Questa linea di pensiero, a sua volta, ha sollevato due ulteriori questioni interessanti. La prima è che, anche ipotizzando l’esistenza di immissione dati per l’analisi formale, non vi era un modo accurato per produrre parole chiave sui contenuti di un dipinto di difficile

descrizione, tra cui, ad esempio, le parole “prospettiva”, “visione” e “ambiente”, che sono concetti astratti della pittura di Marc. In quanto sostantivi, queste parole non sono realmente raffigurate in Hund vor der Welt, eppure esse rappresentano quel lavoro. In secondo luogo, pensare all’opera di Marc nei termini dei suoi contenuti più ovvi e importanti – gli animali – mi ha permesso di rendermi conto che non esisteva alcun inventario in grado di specificare quali dipinti rappresentassero animali. In altre parole, non vi era alcuna fonte autorevole che avesse risposto a semplici domande quali: «quanti dipinti di Franz Marc raffigurano cani?», «Quanti di quei cani rappresentano Russi?». La mancanza di risposte costituisce una grande lacuna nel lavoro di ricerca su Marc, che affronterò all’interno di questo articolo, cercando di colmarla.

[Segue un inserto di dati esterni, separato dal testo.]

//! Rectangular selection with move, rotate and resize gestures.
//!
//! Every gesture captures an [`InteractionStart`] when it begins and computes
//! each update from that fixed snapshot, never from the previous frame, so a
//! long drag cannot accumulate error.

use std::f32::consts::TAU;

use egui::{Pos2, Rect, Vec2};
use image::{Rgba, RgbaImage};
use log::debug;
use serde::{Deserialize, Serialize};

use crate::buffer::PixelBuffer;
use crate::color::TRANSPARENT;
use crate::geometry::hit_testing::{
    self, ResizeHandle, SelectionHit, angle_from_center, rotate, to_local,
};

/// Selections never shrink below this many pixels per side while resizing
const MIN_SIZE: f32 = 1.0;

#[derive(Debug, Clone, Copy, Default, PartialEq, Eq, Serialize, Deserialize)]
pub enum SelectState {
    #[default]
    Idle,
    Selecting,
    Selected,
    Moving,
    Rotating,
    Resizing,
}

impl SelectState {
    /// States that carry an [`InteractionStart`]
    pub fn is_transforming(self) -> bool {
        matches!(self, Self::Moving | Self::Rotating | Self::Resizing)
    }

    /// States that only end on pointer-up
    pub fn is_gesture(self) -> bool {
        self == Self::Selecting || self.is_transforming()
    }
}

/// Snapshot taken when a move/rotate/resize gesture begins
#[derive(Debug, Clone, Copy, PartialEq)]
pub struct InteractionStart {
    pub start_mouse: Pos2,
    pub start_rect: Rect,
    pub start_angle: f32,
    /// Distance from the rect center to `start_mouse`
    pub start_distance: f32,
    /// Angle from the rect center to `start_mouse`
    pub start_mouse_angle: f32,
    /// Set only for resize gestures
    pub handle: Option<ResizeHandle>,
}

impl InteractionStart {
    fn capture(mouse: Pos2, rect: Rect, angle: f32, handle: Option<ResizeHandle>) -> Self {
        Self {
            start_mouse: mouse,
            start_rect: rect,
            start_angle: angle,
            start_distance: mouse.distance(rect.center()),
            start_mouse_angle: angle_from_center(mouse, rect),
            handle,
        }
    }
}

/// What a pointer event did to the selection, for the caller to react to
#[derive(Debug, Clone, Copy, PartialEq, Eq)]
pub enum SelectionChange {
    None,
    /// Rubber band started
    Started,
    /// Rect or angle changed during a gesture
    Updated,
    /// A new selection was completed; its pixels can be lifted now
    Completed,
    /// A move/rotate/resize gesture began
    GestureStarted,
    /// A move/rotate/resize gesture ended back in `Selected`
    GestureEnded,
    /// The selection was dropped
    Discarded,
}

/// Selection state machine.
///
/// `interaction` is `Some` exactly while the state is moving, rotating or
/// resizing.
#[derive(Debug, Clone, PartialEq)]
pub struct SelectionTransform {
    state: SelectState,
    rect: Rect,
    previous_rect: Rect,
    rotation_angle: f32,
    interaction: Option<InteractionStart>,
    /// Rubber band anchor while selecting
    anchor: Option<Pos2>,
    bounds: Rect,
    handle_radius: f32,
    rotation_handle_offset: f32,
}

impl SelectionTransform {
    pub fn new(bounds: Rect, handle_radius: f32, rotation_handle_offset: f32) -> Self {
        Self {
            state: SelectState::Idle,
            rect: Rect::ZERO,
            previous_rect: Rect::ZERO,
            rotation_angle: 0.0,
            interaction: None,
            anchor: None,
            bounds,
            handle_radius,
            rotation_handle_offset,
        }
    }

    pub fn state(&self) -> SelectState {
        self.state
    }

    pub fn rect(&self) -> Rect {
        self.rect
    }

    /// The rect as of the last transition into `Selected`
    pub fn previous_rect(&self) -> Rect {
        self.previous_rect
    }

    /// Rotation in radians, in `[0, 2π)`
    pub fn rotation_angle(&self) -> f32 {
        self.rotation_angle
    }

    pub fn interaction(&self) -> Option<&InteractionStart> {
        self.interaction.as_ref()
    }

    pub fn has_selection(&self) -> bool {
        self.state != SelectState::Idle && self.state != SelectState::Selecting
    }

    pub fn hit_test(&self, pos: Pos2) -> Option<SelectionHit> {
        hit_testing::hit_test(
            pos,
            self.rect,
            self.rotation_angle,
            self.handle_radius,
            self.rotation_handle_offset,
        )
    }

    pub fn on_pointer_down(&mut self, pos: Pos2) -> SelectionChange {
        match self.state {
            SelectState::Idle => {
                if !self.bounds.contains(pos) {
                    return SelectionChange::None;
                }
                self.anchor = Some(pos);
                self.rect = Rect::from_min_size(pos, Vec2::ZERO);
                self.rotation_angle = 0.0;
                self.state = SelectState::Selecting;
                debug!("Selection started at {:?}", pos);
                SelectionChange::Started
            }
            SelectState::Selected => match self.hit_test(pos) {
                Some(hit) => {
                    let (state, handle) = match hit {
                        SelectionHit::Body => (SelectState::Moving, None),
                        SelectionHit::Rotate => (SelectState::Rotating, None),
                        SelectionHit::Resize(handle) => (SelectState::Resizing, Some(handle)),
                    };
                    self.interaction = Some(InteractionStart::capture(
                        pos,
                        self.rect,
                        self.rotation_angle,
                        handle,
                    ));
                    self.state = state;
                    debug!("Selection {:?} started", state);
                    SelectionChange::GestureStarted
                }
                None => {
                    self.discard();
                    SelectionChange::Discarded
                }
            },
            // A second button pressed mid-gesture does not restart it.
            SelectState::Selecting
            | SelectState::Moving
            | SelectState::Rotating
            | SelectState::Resizing => SelectionChange::None,
        }
    }

    pub fn on_pointer_move(&mut self, pos: Pos2) -> SelectionChange {
        match self.state {
            SelectState::Selecting => {
                let Some(anchor) = self.anchor else {
                    return SelectionChange::None;
                };
                let pos = pos.clamp(self.bounds.min, self.bounds.max);
                self.rect = Rect::from_two_pos(anchor, pos);
                SelectionChange::Updated
            }
            SelectState::Moving | SelectState::Rotating | SelectState::Resizing => {
                let Some(start) = self.interaction else {
                    return SelectionChange::None;
                };
                match self.state {
                    SelectState::Moving => {
                        self.rect = start.start_rect.translate(pos - start.start_mouse);
                    }
                    SelectState::Rotating => {
                        let delta = angle_from_center(pos, start.start_rect) - start.start_mouse_angle;
                        self.rotation_angle = (start.start_angle + delta).rem_euclid(TAU);
                    }
                    _ => self.rect = resized_rect(&start, pos),
                }
                SelectionChange::Updated
            }
            SelectState::Idle | SelectState::Selected => SelectionChange::None,
        }
    }

    pub fn on_pointer_up(&mut self, pos: Pos2) -> SelectionChange {
        if self.state.is_gesture() {
            self.on_pointer_move(pos);
        }
        self.finish_gesture()
    }

    /// End whatever gesture is in progress as if the pointer was released
    /// where it last moved. Used when the tool is switched or pointer capture
    /// is lost.
    pub fn finish_gesture(&mut self) -> SelectionChange {
        match self.state {
            SelectState::Selecting => {
                self.anchor = None;
                if self.rect.width() < MIN_SIZE || self.rect.height() < MIN_SIZE {
                    debug!("Empty selection dropped");
                    self.discard();
                    SelectionChange::Discarded
                } else {
                    self.enter_selected();
                    SelectionChange::Completed
                }
            }
            SelectState::Moving | SelectState::Rotating | SelectState::Resizing => {
                self.enter_selected();
                SelectionChange::GestureEnded
            }
            SelectState::Idle | SelectState::Selected => SelectionChange::None,
        }
    }

    /// Drop the selection and return to `Idle`
    pub fn discard(&mut self) {
        self.state = SelectState::Idle;
        self.interaction = None;
        self.anchor = None;
        self.rect = Rect::ZERO;
        self.rotation_angle = 0.0;
    }

    fn enter_selected(&mut self) {
        self.interaction = None;
        self.state = SelectState::Selected;
        self.previous_rect = self.rect;
        debug!(
            "Selection settled at {:?}, angle {:.3}",
            self.rect, self.rotation_angle
        );
    }
}

fn resized_rect(start: &InteractionStart, pos: Pos2) -> Rect {
    let center = start.start_rect.center();
    let size = start.start_rect.size();

    let new_size = match start.handle {
        Some(handle) if !handle.is_corner() => {
            let now = to_local(pos, start.start_rect, start.start_angle);
            let then = to_local(start.start_mouse, start.start_rect, start.start_angle);
            match handle {
                ResizeHandle::Left | ResizeHandle::Right => {
                    Vec2::new(size.x * axis_ratio(now.x, then.x), size.y)
                }
                _ => Vec2::new(size.x, size.y * axis_ratio(now.y, then.y)),
            }
        }
        _ => {
            if start.start_distance <= f32::EPSILON {
                size
            } else {
                size * (pos.distance(center) / start.start_distance)
            }
        }
    };

    Rect::from_center_size(center, new_size.max(Vec2::splat(MIN_SIZE)))
}

fn axis_ratio(now: f32, then: f32) -> f32 {
    if then.abs() <= f32::EPSILON {
        1.0
    } else {
        now.abs() / then.abs()
    }
}

/// Pixels lifted out of a layer when a selection completes
#[derive(Debug, Clone, PartialEq)]
pub struct FloatingSelection {
    pub pixels: RgbaImage,
    /// Integer pixel rect the content was lifted from
    pub origin: (i64, i64, u32, u32),
}

impl FloatingSelection {
    /// Copy the pixels under `rect` out of `source`
    pub fn lift<B: PixelBuffer + ?Sized>(source: &B, rect: Rect) -> Option<Self> {
        let (x, y, width, height) = pixel_rect(rect);
        if width == 0 || height == 0 {
            return None;
        }
        let pixels = RgbaImage::from_fn(width, height, |px, py| {
            source
                .get(x + i64::from(px), y + i64::from(py))
                .unwrap_or(TRANSPARENT)
        });
        Some(Self {
            pixels,
            origin: (x, y, width, height),
        })
    }

    /// Clear the area the content was lifted from
    pub fn clear_origin<B: PixelBuffer + ?Sized>(&self, target: &mut B) {
        let (x, y, width, height) = self.origin;
        for py in 0..i64::from(height) {
            for px in 0..i64::from(width) {
                target.set(x + px, y + py, TRANSPARENT);
            }
        }
    }

    /// Draw the content into `target` mapped onto `rect` rotated by `angle`
    /// around its center, sampling nearest-neighbour. With `transparent`
    /// set, fully transparent pixels and pixels equal to the key color are
    /// skipped. Returns the number of pixels written.
    pub fn stamp_into<B: PixelBuffer + ?Sized>(
        &self,
        target: &mut B,
        rect: Rect,
        angle: f32,
        transparent: Option<Rgba<u8>>,
    ) -> usize {
        let (src_w, src_h) = self.pixels.dimensions();
        let size = rect.size();
        if size.x <= 0.0 || size.y <= 0.0 {
            return 0;
        }

        // Bounding box of the rotated rect
        let half = size / 2.0;
        let corners = [
            Vec2::new(-half.x, -half.y),
            Vec2::new(half.x, -half.y),
            Vec2::new(-half.x, half.y),
            Vec2::new(half.x, half.y),
        ]
        .map(|c| rect.center() + rotate(c, angle));
        let bounds = Rect::from_points(&corners);
        let (min_x, max_x) = clip_span(bounds.min.x, bounds.max.x, target.width());
        let (min_y, max_y) = clip_span(bounds.min.y, bounds.max.y, target.height());

        let mut written = 0;
        for y in min_y..max_y {
            for x in min_x..max_x {
                let sample = Pos2::new(x as f32 + 0.5, y as f32 + 0.5);
                let local = to_local(sample, rect, angle) + half;
                if local.x < 0.0 || local.y < 0.0 || local.x >= size.x || local.y >= size.y {
                    continue;
                }
                let sx = ((local.x / size.x) * src_w as f32) as u32;
                let sy = ((local.y / size.y) * src_h as f32) as u32;
                let color = *self.pixels.get_pixel(sx.min(src_w - 1), sy.min(src_h - 1));
                if let Some(key) = transparent {
                    if color.0[3] == 0 || color == key {
                        continue;
                    }
                }
                target.set(x, y, color);
                written += 1;
            }
        }
        written
    }

    /// Copy the content again from `source` at the same origin, picking up
    /// edits made to the layer since the lift
    pub fn refresh<B: PixelBuffer + ?Sized>(&mut self, source: &B) {
        let (x, y, _, _) = self.origin;
        for (px, py, pixel) in self.pixels.enumerate_pixels_mut() {
            *pixel = source
                .get(x + i64::from(px), y + i64::from(py))
                .unwrap_or(TRANSPARENT);
        }
    }
}

/// Pixel span `[min, max)` covering `from..to`, clipped to `0..len`
fn clip_span(from: f32, to: f32, len: u32) -> (i64, i64) {
    let len = i64::from(len);
    let min = (from.floor() as i64).clamp(0, len);
    let max = (to.ceil() as i64).clamp(min, len);
    (min, max)
}

/// Round a float rect to whole pixels (origin floored, size rounded)
fn pixel_rect(rect: Rect) -> (i64, i64, u32, u32) {
    (
        rect.min.x.floor() as i64,
        rect.min.y.floor() as i64,
        rect.width().round().max(0.0) as u32,
        rect.height().round().max(0.0) as u32,
    )
}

Il problema dell’implementazione di un database di immagini d’arte rese oggettivamente sta nel fatto che tali tecnologie, finora, avevano come punto di partenza l’identificazione di oggetti. (Il dipinto Hund vor der Welt si presenta come campione di indagine: si provi ad immaginare la difficoltà nel cercare di catalogare una pièce di arti performative). Quindi, il vero problema sta nel fatto che le opere d’arte spesso eludono qualsiasi comprensibile definizione ontologica. La storia dell’arte, a ragione e in modo rilevante, si fonda su metodi analitici iconografici soggettivi e formali, e include la storia culturale, sociale e l’estetica della ricezione. Integrare queste caratteristiche nella storia dell’arte digitale rappresenta una sfida dall’esito incerto, ma ciò non esclude il valore degli esperimenti e dei tentativi fatti.

Queste indagini in realtà evidenziano la necessità di un’osservazione strettamente tradizionale e meditata che Michael Fried auspicava nel suo trattato del 2002 su Adolph Menzel, il pittore tedesco che spazia dal Realismo all’Espressionismo (Menzel 2002, 256). Le caratteristiche individuali di un’opera d’arte richiedono al ricercatore un esame estremamente esaustivo dell’opera in questione. Agli storici dell’arte è richiesto, attraverso uno sguardo attento, di cogliere nel profondo ciò che si vede e ciò che viene percepito e di descrivere di conseguenza tali sensazioni; queste osservazioni astratte possono essere indubbiamente concretizzate in un database. Tuttavia, poiché i database convenzionali, ordinati per parole chiave, sono costituiti da campi predefiniti, essi sono troppo limitanti per una storia dell’arte a livello avanzato. Nel campo degli studi umanistici, la storia dell’arte è una delle discipline più in pericolo poiché le domande che dovremmo porci sulle tassonomie, e che riguardano i nostri specifici interessi di ricerca, vengono ignorate. L’idea della trasformazione dell’università in azienda minaccia di rendere la nostra ricerca irrilevante.